Heterophyllin B alleviates diabetes-induced myocardial injury by regulating MAVS-mediated mitochondrial homeostasis

Diabetic cardiomyopathy (DCM), a major cause of diabetic mortality, lacks effective therapies. This study investigated the cardioprotective role of Heterophyllin B (HET-B), a natural compound and its underlying mechanisms in DCM. Using streptozotocin-induced DCM mice and high glucose (HG)-treated H9C2/neonatal cardiomyocytes, we assessed cardiac function, mitochondrial homeostasis, and apoptosis.
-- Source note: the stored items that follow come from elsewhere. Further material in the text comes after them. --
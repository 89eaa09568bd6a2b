use std::fmt;

/// Per-frame answer of the device-status query.
#[derive(Debug, Copy, Clone, Eq, PartialEq)]
pub enum DeviceStatus {
    Ok,
    /// Device unavailable; resources must not be touched this frame.
    Lost,
    /// Device is back and device-dependent resources can be rebuilt.
    NotReset,
    /// Unrecoverable driver failure.
    DriverInternalError,
}

/// Lifecycle state owned by [`DeviceLifecycle`](super::DeviceLifecycle).
#[derive(Debug, Copy, Clone, Eq, PartialEq)]
pub enum DeviceState {
    Operational,
    Lost,
    NeedsReset,
    Fatal,
}

impl DeviceState {
    pub fn is_terminal(self) -> bool {
        self == DeviceState::Fatal
    }
}

impl fmt::Display for DeviceState {
    fn fmt(&self, f: &mut fmt::Formatter<'_>) -> fmt::Result {
        f.write_str(match self {
            DeviceState::Operational => "operational",
            DeviceState::Lost => "lost",
            DeviceState::NeedsReset => "needs reset",
            DeviceState::Fatal => "fatal",
        })
    }
}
HET-B significantly improved cardiac function, indicated by increased ejection fraction (EF) and fractional shortening (FS). It also reduced cardiomyocyte apoptosis (in vivo/vitro), and ameliorated HG-induced mitochondrial damage, characterized by dysfunction, fragmentation, and excessive reactive oxygen species (ROS) production. HET-B enhanced mitochondrial fusion protein OPA1 expression and reduced Bax/Bcl2, cytochrome C (Cyt C) release and caspase-3 cleavage. Molecular docking and cellular thermal shift assays identified mitochondrial antiviral-signaling protein (MAVS) as a potential target of HET-B. HET-B reversed MAVS downregulation induced by HG/DCM in vitro and in vivo. Importantly, MAVS knockdown via siRNA abolished HET-B's protection against HG-induced apoptosis and mitochondrial damage. Furthermore, HET-B restored HG-impaired autophagic flux, reducing autolysosome accumulation and normalizing LC3-II. Collectively, the natural compound HET-B alleviates diabetic myocardial injury by targeting MAVS to enhance autophagy, maintain mitochondrial homeostasis, and inhibit cardiomyocyte apoptosis, positioning it as a promising therapeutic candidate for DCM.